The timely warnings given to the government about the high risk nature of this Collins Life of Type Extension (LOTE) program following an investigation by former US navy deputy assistant secretary Gloria Valdez should ring alarm bells at the highest level. Why? Because there is no plan B.
Some 15 years of dithering and non-decisions by governments on replacing the Collins-class subs have forced Australia to extend the lives of these six boats – designed during the Cold War – by 30-40 years. Otherwise Australia faces a dangerous gap in its submarine capability over the next decade while waiting for the slow arrival of the first three US Virginia-class nuclear submarines between 2032 and 2037.
This comes at a time when China is commissioning new submarines at a ferocious rate.
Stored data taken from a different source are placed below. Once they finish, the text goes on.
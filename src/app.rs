//! Root application module.
//!
//! Contains the main App component and the AppContext definition that owns
//! all session state and its mutation entry points.

use leptos::prelude::*;
use wasm_bindgen_futures::spawn_local;

use crate::components::AppRouter;
use crate::config::THEME_ATTRIBUTE;
use crate::core::preferences::{self, LocalStorage};
use crate::core::{
    BrowserLocation, DomContentRegion, FragmentLoader, HashRouter, HttpSource, LoadTicket,
    SearchSession, ViewState, load_catalog,
};
use crate::models::{Catalog, ClassEntry, Theme};
use crate::utils::dom;

// ============================================================================
// AppContext
// ============================================================================

/// Application-wide reactive context.
///
/// Provided at the root of the component tree and accessed from any child
/// with `use_context::<AppContext>()`. Components never mutate the signals
/// directly; they call the methods below, which route every transition
/// through [`ViewState`], [`HashRouter`] and [`SearchSession`].
///
/// # Note
///
/// This struct is `Copy` because all fields are Leptos signals.
#[derive(Clone, Copy)]
pub struct AppContext {
    /// Loaded packages and classes (empty until the load completes).
    pub catalog: RwSignal<Catalog>,
    /// Current view, focus and tree expansion.
    pub view: RwSignal<ViewState>,
    /// Search box state.
    pub search: RwSignal<SearchSession>,
    /// Display theme.
    pub theme: RwSignal<Theme>,
}

impl AppContext {
    /// Creates a new context, reading the stored theme preference.
    pub fn new() -> Self {
        Self {
            catalog: RwSignal::new(Catalog::empty()),
            view: RwSignal::new(ViewState::new()),
            search: RwSignal::new(SearchSession::new()),
            theme: RwSignal::new(preferences::load_theme(&LocalStorage)),
        }
    }

    fn router() -> HashRouter<BrowserLocation> {
        HashRouter::new(BrowserLocation)
    }

    /// Fetch the catalog and swap it in as a whole.
    pub async fn load_catalog(&self) {
        let catalog = load_catalog(&HttpSource).await;
        self.catalog.set(catalog);
    }

    /// Reconcile the view with the current URL fragment.
    pub fn sync_with_url(&self) {
        let ticket = self.catalog.with_untracked(|catalog| {
            self.view
                .try_update(|view| Self::router().handle_url_change(view, catalog))
                .flatten()
        });
        if let Some(ticket) = ticket {
            self.load_fragment(ticket);
        }
    }

    pub fn show_overview(&self) {
        self.view.update(|view| Self::router().show_overview(view));
    }

    pub fn show_package(&self, name: &str) {
        self.view
            .update(|view| Self::router().show_package(view, name));
    }

    pub fn toggle_package(&self, name: &str) {
        self.view.update(|view| view.toggle_package(name));
    }

    pub fn navigate_to_class(&self, entry: &ClassEntry) {
        let ticket = self
            .view
            .try_update(|view| Self::router().navigate_to_class(view, entry));
        if let Some(ticket) = ticket {
            self.load_fragment(ticket);
        }
    }

    pub fn set_package_filter(&self, filter: &str) {
        self.view.update(|view| view.set_package_filter(filter));
    }

    pub fn toggle_sidebar(&self) {
        self.view.update(|view| view.toggle_sidebar());
    }

    // --- Search ---

    pub fn run_search(&self, query: &str) {
        self.catalog.with_untracked(|catalog| {
            self.search.update(|search| search.search(query, catalog));
        });
    }

    pub fn move_selection(&self, direction: i32) {
        self.search.update(|search| search.move_selection(direction));
    }

    pub fn select_result(&self, index: usize) {
        self.search.update(|search| search.select(index));
    }

    /// Navigate to the selected result and reset the search box.
    pub fn commit_search(&self) {
        let entry = self
            .search
            .try_update(|search| search.commit_selection())
            .flatten();
        if let Some(entry) = entry {
            self.navigate_to_class(&entry);
        }
    }

    pub fn clear_search(&self) {
        self.search.update(|search| search.clear());
    }

    // --- Theme ---

    pub fn toggle_theme(&self) {
        let next = preferences::toggle_theme(&LocalStorage, self.theme.get_untracked());
        self.theme.set(next);
    }

    /// Fetch a class fragment; the response is dropped if navigation moved on.
    fn load_fragment(&self, ticket: LoadTicket) {
        let view = self.view;
        spawn_local(async move {
            let loader = FragmentLoader::new(HttpSource, DomContentRegion);
            loader
                .load(&ticket, |t| view.with_untracked(|v| v.is_current(t)))
                .await;
        });
    }
}

impl Default for AppContext {
    fn default() -> Self {
        Self::new()
    }
}

/// Root application component with error boundary.
///
/// This component:
/// - Creates and provides the global AppContext
/// - Mirrors the theme onto the document root
/// - Wraps the app in an ErrorBoundary for graceful error handling
#[component]
pub fn App() -> impl IntoView {
    let ctx = AppContext::new();
    provide_context(ctx);

    Effect::new(move |_| {
        dom::set_root_attribute(THEME_ATTRIBUTE, ctx.theme.get().as_str());
    });

    view! {
        <ErrorBoundary
            fallback=|errors| view! {
                <div class="fatal">
                    <h1>"Something went wrong"</h1>
                    <p>"An unexpected error occurred. Please try reloading the page."</p>
                    <details>
                        <summary>"Error details"</summary>
                        <ul>
                            {move || errors.get()
                                .into_iter()
                                .map(|(_, e)| view! { <li>{e.to_string()}</li> })
                                .collect::<Vec<_>>()
                            }
                        </ul>
                    </details>
                    <button on:click=move |_| {
                        if let Some(window) = web_sys::window() {
                            let _ = window.location().reload();
                        }
                    }>
                        "Reload Page"
                    </button>
                </div>
            }
        >
            <AppRouter />
        </ErrorBoundary>
    }
}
The government will say publicly that it is confident that its submarine builder, ASC, has the ability to successfully extend the life of the Collins fleet for an extra 10 years.
But let’s cut through this PR spin and lay out a few hard facts, many of which Valdez has warned the government about in her interim report.
Australia has never before attempted to extend the life of a submarine fleet. It is a project of unprecedented complexity and one in which ASC has no experience.
It requires the complete gutting and refurbishment of each submarine with unknown impacts on its capability, its noise levels and therefore its lethality in battle. Even a fully refurbished Collins-class boat cannot hide the fact that the first of these boats was built in 1990 and designed when the Berlin Wall was standing. They were constructed for a 30-year shelf life, not a 40-year one.
Do we really want our submariners going to war against modern Chinese submarines in the 2040s in a conventionally powered submarine whose design predates the internet?
Yet the truth is that the government must try to keep the Collins boats in the water for as long as reasonably possible ahead of the arrival of the nuclear boats.
To do this, it will need to help ASC acquire the best possible design and engineering team to carry out the extensions due to begin progressively on each submarine in two-year intervals starting in 2026.
ASC will need to lean more heavily on the know-how of the original Swedish designer of the Collins-class, SAAB Kockums, which is now completing a mid-life upgrade on the Swedish Navy’s Gotland-class submarines that are contemporaries of the Collins-class boats.
There was bad blood between defence and SAAB two decades ago over the intellectual property rights of the Collins boats, but such ancient feuds need to be forgotten and both parties need to work together to get this Collins extension right.
Valdez has done the government a favour by pointing out what should have been obvious – that the plan to extend the life of the Collins fleet could easily fail. Australia can’t afford such a calamitous outcome in the era of a fast-rising China.
The government must place this project at the top of its priority list.